[Page précédente] [Page suivante] [Sommaire]
MAGMA, par Antoine de Caunes

Aussi paradoxal que cela puisse paraître, Vander écoute également de la chanson, à doses infimes il est vrai. Charles Trénet est à ses yeux un artiste de première importance, qui a révolutionné la chanson française jusqu'alors plutôt utilisée dans les salles de garde ou chez les marchands de poisson (c'est peut-être pittoresque, nous sommes bien d'accord !). Il est le premier à avoir introduit cette idée de swing, un swing qui supporte en outre des textes et des mélodies de valeur. Brel l'intéresse aussi, parfois, spécialement pour la richesse des arrangements et la beauté des textes. Piaf l'impressionne, pour le cœur et la douleur à le tenir dans les mains, et, plus gentiment, Georges Brassens. Mais en règle générale, à moins que le chanteur n'ait la valeur des artistes précédemment cités, la chanson, en tant que genre musical, l'ennuie. Le fait que des musiques souvent médiocres servent de support à des poèmes superbes l'irrite profondément. A tout faire, il préfère lire le texte sans qu'on lui impose une mise en musique qui détourne plus souvent l'attention qu'elle ne renforce le sens dramatique.
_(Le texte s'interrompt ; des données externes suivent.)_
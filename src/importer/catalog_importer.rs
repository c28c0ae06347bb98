// ==========================================
// Correlativities Engine - Catalog Importer
// ==========================================
// Seeds careers, subjects, plan placements, prerequisite edges and
// enrollment history from a directory of CSV files.
// Order: careers → subjects → career_subjects → prerequisites → enrollments
// Missing files are skipped; bad rows are rejected with a reason.
// ==========================================

use crate::domain::{
    Career, CareerId, CareerSubject, Enrollment, EnrollmentId, EnrollmentStatus, StudentId,
    Subject, SubjectId,
};
use crate::importer::csv_parser::{CsvParser, RawRow};
use crate::importer::error::ImportResult;
use crate::repository::{
    EnrollmentRepository, PrerequisiteRepository, PrerequisiteStore, SubjectRepository,
};
use chrono::{DateTime, NaiveDate, Utc};
use rusqlite::Connection;
use serde::{Deserialize, Serialize};
use std::path::Path;
use std::sync::{Arc, Mutex};
use tracing::{info, instrument, warn};
use uuid::Uuid;

pub const CAREERS_FILE: &str = "careers.csv";
pub const SUBJECTS_FILE: &str = "subjects.csv";
pub const CAREER_SUBJECTS_FILE: &str = "career_subjects.csv";
pub const PREREQUISITES_FILE: &str = "prerequisites.csv";
pub const ENROLLMENTS_FILE: &str = "enrollments.csv";

// ==========================================
// Summaries
// ==========================================
#[derive(Debug, Clone, PartialEq, Eq, Serialize, Deserialize)]
pub struct RowRejection {
    pub line: usize,
    pub reason: String,
}

/// Outcome of one CSV file
#[derive(Debug, Clone, Default, PartialEq, Eq, Serialize, Deserialize)]
pub struct ImportSummary {
    pub file: String,
    pub rows_read: usize,
    pub inserted: usize,
    pub rejected: Vec<RowRejection>,
}

impl ImportSummary {
    fn new(file: &str) -> Self {
        Self {
            file: file.to_string(),
            ..Self::default()
        }
    }

    fn reject(&mut self, line: usize, reason: impl Into<String>) {
        let reason = reason.into();
        warn!(file = %self.file, line, reason = %reason, "row rejected");
        self.rejected.push(RowRejection { line, reason });
    }
}

// ==========================================
// CatalogImporter
// ==========================================
pub struct CatalogImporter {
    subjects: SubjectRepository,
    prerequisites: PrerequisiteRepository,
    enrollments: EnrollmentRepository,
}

impl CatalogImporter {
    pub fn from_connection(conn: Arc<Mutex<Connection>>) -> Self {
        Self {
            subjects: SubjectRepository::from_connection(conn.clone()),
            prerequisites: PrerequisiteRepository::from_connection(conn.clone()),
            enrollments: EnrollmentRepository::from_connection(conn),
        }
    }

    /// Import every known CSV present in `dir`
    ///
    /// # Returns
    /// - Ok(Vec<ImportSummary>): one entry per file found, in import order
    /// - Err: unreadable file or missing required column
    #[instrument(skip(self, dir), fields(dir = %dir.as_ref().display()))]
    pub async fn import_dir(&self, dir: impl AsRef<Path>) -> ImportResult<Vec<ImportSummary>> {
        let dir = dir.as_ref();
        let mut summaries = Vec::new();

        let careers = dir.join(CAREERS_FILE);
        if careers.exists() {
            summaries.push(self.import_careers(&careers)?);
        }
        let subjects = dir.join(SUBJECTS_FILE);
        if subjects.exists() {
            summaries.push(self.import_subjects(&subjects)?);
        }
        let placements = dir.join(CAREER_SUBJECTS_FILE);
        if placements.exists() {
            summaries.push(self.import_career_subjects(&placements)?);
        }
        let prerequisites = dir.join(PREREQUISITES_FILE);
        if prerequisites.exists() {
            summaries.push(self.import_prerequisites(&prerequisites).await?);
        }
        let enrollments = dir.join(ENROLLMENTS_FILE);
        if enrollments.exists() {
            summaries.push(self.import_enrollments(&enrollments)?);
        }

        for summary in &summaries {
            info!(
                file = %summary.file,
                read = summary.rows_read,
                inserted = summary.inserted,
                rejected = summary.rejected.len(),
                "file imported"
            );
        }
        Ok(summaries)
    }

    /// careers.csv: id, title, total_years, total_semesters
    pub fn import_careers(&self, path: &Path) -> ImportResult<ImportSummary> {
        let rows = CsvParser::parse(path, &["id", "title"])?;
        let mut summary = ImportSummary::new(CAREERS_FILE);
        summary.rows_read = rows.len();

        for row in rows {
            let parsed = (|| -> Result<Career, String> {
                Ok(Career {
                    id: CareerId::new(row.require("id")?),
                    title: row.require("title")?.to_string(),
                    total_years: optional_i32(&row, "total_years")?.unwrap_or(0),
                    total_semesters: optional_i32(&row, "total_semesters")?.unwrap_or(0),
                })
            })();
            match parsed {
                Ok(career) => match self.subjects.upsert_career(&career) {
                    Ok(()) => summary.inserted += 1,
                    Err(e) => summary.reject(row.line, e.to_string()),
                },
                Err(reason) => summary.reject(row.line, reason),
            }
        }
        Ok(summary)
    }

    /// subjects.csv: id, name, year, semester, capacity[, current_enrollment]
    pub fn import_subjects(&self, path: &Path) -> ImportResult<ImportSummary> {
        let rows = CsvParser::parse(path, &["id", "name", "year", "semester", "capacity"])?;
        let mut summary = ImportSummary::new(SUBJECTS_FILE);
        summary.rows_read = rows.len();

        for row in rows {
            let parsed = (|| -> Result<Subject, String> {
                let subject = Subject {
                    id: SubjectId::new(row.require("id")?),
                    name: row.require("name")?.to_string(),
                    year: row.require_i32("year")?,
                    semester: row.require_i32("semester")?,
                    capacity: row.require_i32("capacity")?,
                    current_enrollment: optional_i32(&row, "current_enrollment")?.unwrap_or(0),
                };
                subject.validate()?;
                Ok(subject)
            })();
            match parsed {
                Ok(subject) => match self.subjects.upsert_subject(&subject) {
                    Ok(()) => summary.inserted += 1,
                    Err(e) => summary.reject(row.line, e.to_string()),
                },
                Err(reason) => summary.reject(row.line, reason),
            }
        }
        Ok(summary)
    }

    /// career_subjects.csv: career_id, subject_id, year, semester
    pub fn import_career_subjects(&self, path: &Path) -> ImportResult<ImportSummary> {
        let rows = CsvParser::parse(path, &["career_id", "subject_id", "year", "semester"])?;
        let mut summary = ImportSummary::new(CAREER_SUBJECTS_FILE);
        summary.rows_read = rows.len();

        for row in rows {
            let parsed = (|| -> Result<CareerSubject, String> {
                Ok(CareerSubject {
                    career_id: CareerId::new(row.require("career_id")?),
                    subject_id: SubjectId::new(row.require("subject_id")?),
                    year: row.require_i32("year")?,
                    semester: row.require_i32("semester")?,
                })
            })();
            match parsed {
                Ok(placement) => match self.subjects.assign_subject(&placement) {
                    Ok(()) => summary.inserted += 1,
                    Err(e) => summary.reject(row.line, e.to_string()),
                },
                Err(reason) => summary.reject(row.line, reason),
            }
        }
        Ok(summary)
    }

    /// prerequisites.csv: subject_id, prerequisite_subject_id
    pub async fn import_prerequisites(&self, path: &Path) -> ImportResult<ImportSummary> {
        let rows = CsvParser::parse(path, &["subject_id", "prerequisite_subject_id"])?;
        let mut summary = ImportSummary::new(PREREQUISITES_FILE);
        summary.rows_read = rows.len();

        for row in rows {
            let parsed = row.require("subject_id").and_then(|subject| {
                row.require("prerequisite_subject_id")
                    .map(|prerequisite| (SubjectId::new(subject), SubjectId::new(prerequisite)))
            });
            match parsed {
                Ok((subject, prerequisite)) => {
                    match self.prerequisites.create(&subject, &prerequisite).await {
                        Ok(_) => summary.inserted += 1,
                        Err(e) => summary.reject(row.line, e.to_string()),
                    }
                }
                Err(reason) => summary.reject(row.line, reason),
            }
        }
        Ok(summary)
    }

    /// enrollments.csv: student_id, subject_id, status[, enrollment_date][, id]
    ///
    /// History rows bypass the capacity check; the seat counter still
    /// follows each row's status.
    pub fn import_enrollments(&self, path: &Path) -> ImportResult<ImportSummary> {
        let rows = CsvParser::parse(path, &["student_id", "subject_id", "status"])?;
        let mut summary = ImportSummary::new(ENROLLMENTS_FILE);
        summary.rows_read = rows.len();

        for row in rows {
            let parsed = (|| -> Result<Enrollment, String> {
                let status: EnrollmentStatus = row
                    .require("status")?
                    .parse()
                    .map_err(|e: crate::domain::ParseStatusError| e.to_string())?;
                let enrollment_date = match row.get("enrollment_date") {
                    Some(raw) => parse_date(raw)?,
                    None => Utc::now(),
                };
                Ok(Enrollment {
                    id: EnrollmentId::new(
                        row.get("id")
                            .map(str::to_string)
                            .unwrap_or_else(|| Uuid::new_v4().to_string()),
                    ),
                    student_id: StudentId::new(row.require("student_id")?),
                    subject_id: SubjectId::new(row.require("subject_id")?),
                    status,
                    enrollment_date,
                })
            })();
            match parsed {
                Ok(enrollment) => match self.enrollments.import_record(&enrollment) {
                    Ok(()) => summary.inserted += 1,
                    Err(e) => summary.reject(row.line, e.to_string()),
                },
                Err(reason) => summary.reject(row.line, reason),
            }
        }
        Ok(summary)
    }
}

fn optional_i32(row: &RawRow, column: &str) -> Result<Option<i32>, String> {
    match row.get(column) {
        Some(_) => row.require_i32(column).map(Some),
        None => Ok(None),
    }
}

/// RFC 3339 timestamp or plain YYYY-MM-DD (midnight UTC)
fn parse_date(raw: &str) -> Result<DateTime<Utc>, String> {
    if let Ok(ts) = DateTime::parse_from_rfc3339(raw) {
        return Ok(ts.with_timezone(&Utc));
    }
    NaiveDate::parse_from_str(raw, "%Y-%m-%d")
        .ok()
        .and_then(|d| d.and_hms_opt(0, 0, 0))
        .map(|dt| dt.and_utc())
        .ok_or_else(|| format!("enrollment_date {} is not a date", raw))
}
14 - Klaus à sa table de dessin. Photo Marie-OdileKlaus, de son côté, a suivi à peu près la même progression dans la découverte que Vander. Pour lui aussi, les dates déterminantes sont celles où il entend pour la première fois Stravinsky, Bartok et Coltrane. Vivant au pays basque pendant son enfance, il est habitué à écouter et chanter la musique traditionnelle de ce pays qui retrouve les mêmes accents que ceux des compositeurs russes tels que Prokofiev ou Stravinsky. A la première écoute, il reconnaît là une mélodie naturelle, inscrite dans le sang, et la tradition dans laquelle il évolue. Quand il commence à travailler dans des groupes, à quinze ans, ce sont des groupes de rock. Lui, en revanche, est conquis dès le début par la sauvagerie et l'intransigeance de la musique qu'il découvre avec le "Love me do" des Beatles. Il écoute énormément de rock, notamment les Presley, Cochran, Shadows, et autres Buddy Holly. Il n'oublie pas pour autant les origines de ce nouveau courant, et collectionne passionnément les enregistrements les plus rares des grands bluesmen. En jouant du rock, il se rend compte assez vite qu'il est néanmoins bloqué et qu'on arrive rapidement à saturation des possibilités. Les musiciens avec qui il travaille le déçoivent très vite ils se résignent à interpréter une musique sans richesse, refusant toutes les autres tentatives, à la fois par manque d'imagination et de technique. Le jazz le tente, mais ses acolytes refusent de se risquer sur ce terrain périlleux. Ce qu'il en connaît à l'époque le séduit, mais sans plus. C'est son cousin, le bassiste Jean-François Catoire qui, lui faisant un jour écouter Miles Davis, l'aide à comprendre la cohérence de cette musique et la subtilité de son évolution. Par l'intermédiaire de Miles, il tombe, halluciné, sur Coltrane.

Au moment où il entre dans Magma, il est entièrement disponible et volontaire pour des recherches dans des directions nouvelles : "J'étais comme un explorateur, et avec la musique de Christian, c'était une jungle à perte de vue." Un nouveau champ de vision s'offre à lui, qu'il élargira alors sans cesse par l'écoute des musiques traditionnelles et contemporaines. Sans que des mots aient eu besoin d'être échangés, deux musiciens d'origine toute différente se rencontrent. Ils connaissent dans leurs cœurs les mêmes attractions pour des phares qui n'ont pas fini d'éclairer l'espace. Comme à la source de confluence de cours d'eau, des traditions lointaines et pourtant exactement calquées se rejoignent et se conjuguent. Avec les autres musiciens provenant tous d'horizons encore différents, une rencontre fusionnante a lieu, qui accouchera, après quelque temps, et sous la gouverne d'un géniteur manifestement plus puissant, d'une des musiques les plus passionnantes que la scène moderne aura jusqu'alors mises au monde.